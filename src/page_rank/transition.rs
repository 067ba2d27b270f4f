use crate::{
    common::{check_damping, check_non_empty},
    Distribution, Error, Result,
};
use algograph::graph::*;
use std::collections::HashMap;

/// With probability `damping` the surfer follows one of `page`'s links,
/// otherwise it jumps to any page uniformly. A page without links jumps
/// uniformly regardless of `damping`.
pub fn transition<G: QueryableGraph>(
    graph: &G,
    page: VertexId,
    damping: f64,
) -> Result<Distribution> {
    check_damping(damping)?;
    let links = Links::new(graph)?;
    let u = links.index_of(&page)?;
    Ok(links.to_table(links.distribution(u, damping)))
}

/// Dense view of a link graph: pages are numbered `0..n` in vertex order
/// and each page keeps its sorted, deduplicated out-links.
#[derive(Debug, Clone)]
pub(crate) struct Links {
    vertices: Vec<VertexId>,
    index: HashMap<VertexId, usize, ahash::RandomState>,
    out: Vec<Vec<usize>>,
}

impl Links {
    pub fn new<G: QueryableGraph>(g: &G) -> Result<Self> {
        check_non_empty(g)?;
        let vertices: Vec<_> = g.iter_vertices().collect();
        let index: HashMap<_, _, ahash::RandomState> = vertices
            .iter()
            .enumerate()
            .map(|(i, v)| (*v, i))
            .collect();
        let out = vertices
            .iter()
            .map(|u| {
                let mut sinks: Vec<_> = g
                    .out_edges(u)
                    .filter_map(|e| index.get(&e.sink).copied())
                    .collect();
                sinks.sort_unstable();
                sinks.dedup();
                sinks
            })
            .collect();
        Ok(Self {
            vertices,
            index,
            out,
        })
    }

    pub fn len(&self) -> usize {
        self.vertices.len()
    }

    pub fn index_of(&self, v: &VertexId) -> Result<usize> {
        self.index
            .get(v)
            .copied()
            .ok_or_else(|| Error::invalid(format!("page {v:?} is not in the graph")))
    }

    pub fn out_links(&self, u: usize) -> &[usize] {
        &self.out[u]
    }

    pub fn distribution(&self, u: usize, damping: f64) -> Vec<f64> {
        let n = self.len() as f64;
        let links = self.out_links(u);
        if links.is_empty() {
            return vec![1.0 / n; self.len()];
        }
        let mut probs = vec![(1.0 - damping) / n; self.len()];
        let unit = damping / (links.len() as f64);
        for v in links.iter() {
            probs[*v] += unit;
        }
        probs
    }

    /// Pages linking to each page. A page without links counts as linking
    /// to every page, itself included.
    pub fn backlinks(&self) -> Vec<Vec<usize>> {
        let mut res = vec![vec![]; self.len()];
        for (u, sinks) in self.out.iter().enumerate() {
            if sinks.is_empty() {
                res.iter_mut().for_each(|from| from.push(u));
            } else {
                for v in sinks.iter() {
                    res[*v].push(u);
                }
            }
        }
        res
    }

    pub fn to_table<T, I>(&self, values: I) -> HashMap<VertexId, T, ahash::RandomState>
    where
        I: IntoIterator<Item = T>,
    {
        self.vertices.iter().copied().zip(values).collect()
    }
}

━━━━━━━━

The only acceptable answer is the full set of entries, repeated exactly.

• _Solution to the problem_:
filename src/page_rank/transition.rs
repository 067ba2d27b270f4f
use crate::{
    common::{check_damping, check_non_empty},
    Distribution, Error, Result,
};
use algograph::graph::*;
use std::collections::HashMap;

/// With probability `damping` the surfer follows one of `page`'s links,
/// otherwise it jumps to any page uniformly. A page without links jumps
/// uniformly regardless of `damping`.
pub fn transition<G: QueryableGraph>(
    graph: &G,
    page: VertexId,
    damping: f64,
) -> Result<Distribution> {
    check_damping(damping)?;
    let links = Links::new(graph)?;
    let u = links.index_of(&page)?;
    Ok(links.to_table(links.distribution(u, damping)))
}

/// Dense view of a link graph: pages are numbered `0..n` in vertex order
/// and each page keeps its sorted, deduplicated out-links.
#[derive(Debug, Clone)]
pub(crate) struct Links {
    vertices: Vec<VertexId>,
    index: HashMap<VertexId, usize, ahash::RandomState>,
    out: Vec<Vec<usize>>,
}

impl Links {
    pub fn new<G: QueryableGraph>(g: &G) -> Result<Self> {
        check_non_empty(g)?;
        let vertices: Vec<_> = g.iter_vertices().collect();
        let index: HashMap<_, _, ahash::RandomState> = vertices
            .iter()
            .enumerate()
            .map(|(i, v)| (*v, i))
            .collect();
        let out = vertices
            .iter()
            .map(|u| {
                let mut sinks: Vec<_> = g
                    .out_edges(u)
                    .filter_map(|e| index.get(&e.sink).copied())
                    .collect();
                sinks.sort_unstable();
                sinks.dedup();
                sinks
            })
            .collect();
        Ok(Self {
            vertices,
            index,
            out,
        })
    }

    pub fn len(&self) -> usize {
        self.vertices.len()
    }

    pub fn index_of(&self, v: &VertexId) -> Result<usize> {
        self.index
            .get(v)
            .copied()
            .ok_or_else(|| Error::invalid(format!("page {v:?} is not in the graph")))
    }

    pub fn out_links(&self, u: usize) -> &[usize] {
        &self.out[u]
    }

    pub fn distribution(&self, u: usize, damping: f64) -> Vec<f64> {
        let n = self.len() as f64;
        let links = self.out_links(u);
        if links.is_empty() {
            return vec![1.0 / n; self.len()];
        }
        let mut probs = vec![(1.0 - damping) / n; self.len()];
        let unit = damping / (links.len() as f64);
        for v in links.iter() {
            probs[*v] += unit;
        }
        probs
    }

    /// Pages linking to each page. A page without links counts as linking
    /// to every page, itself included.
    pub fn backlinks(&self) -> Vec<Vec<usize>> {
        let mut res = vec![vec![]; self.len()];
        for (u, sinks) in self.out.iter().enumerate() {
            if sinks.is_empty() {
                res.iter_mut().for_each(|from| from.push(u));
            } else {
                for v in sinks.iter() {
                    res[*v].push(u);
                }
            }
        }
        res
    }

    pub fn to_table<T, I>(&self, values: I) -> HashMap<VertexId, T, ahash::RandomState>
    where
        I: IntoIterator<Item = T>,
    {
        self.vertices.iter().copied().zip(values).collect()
    }
}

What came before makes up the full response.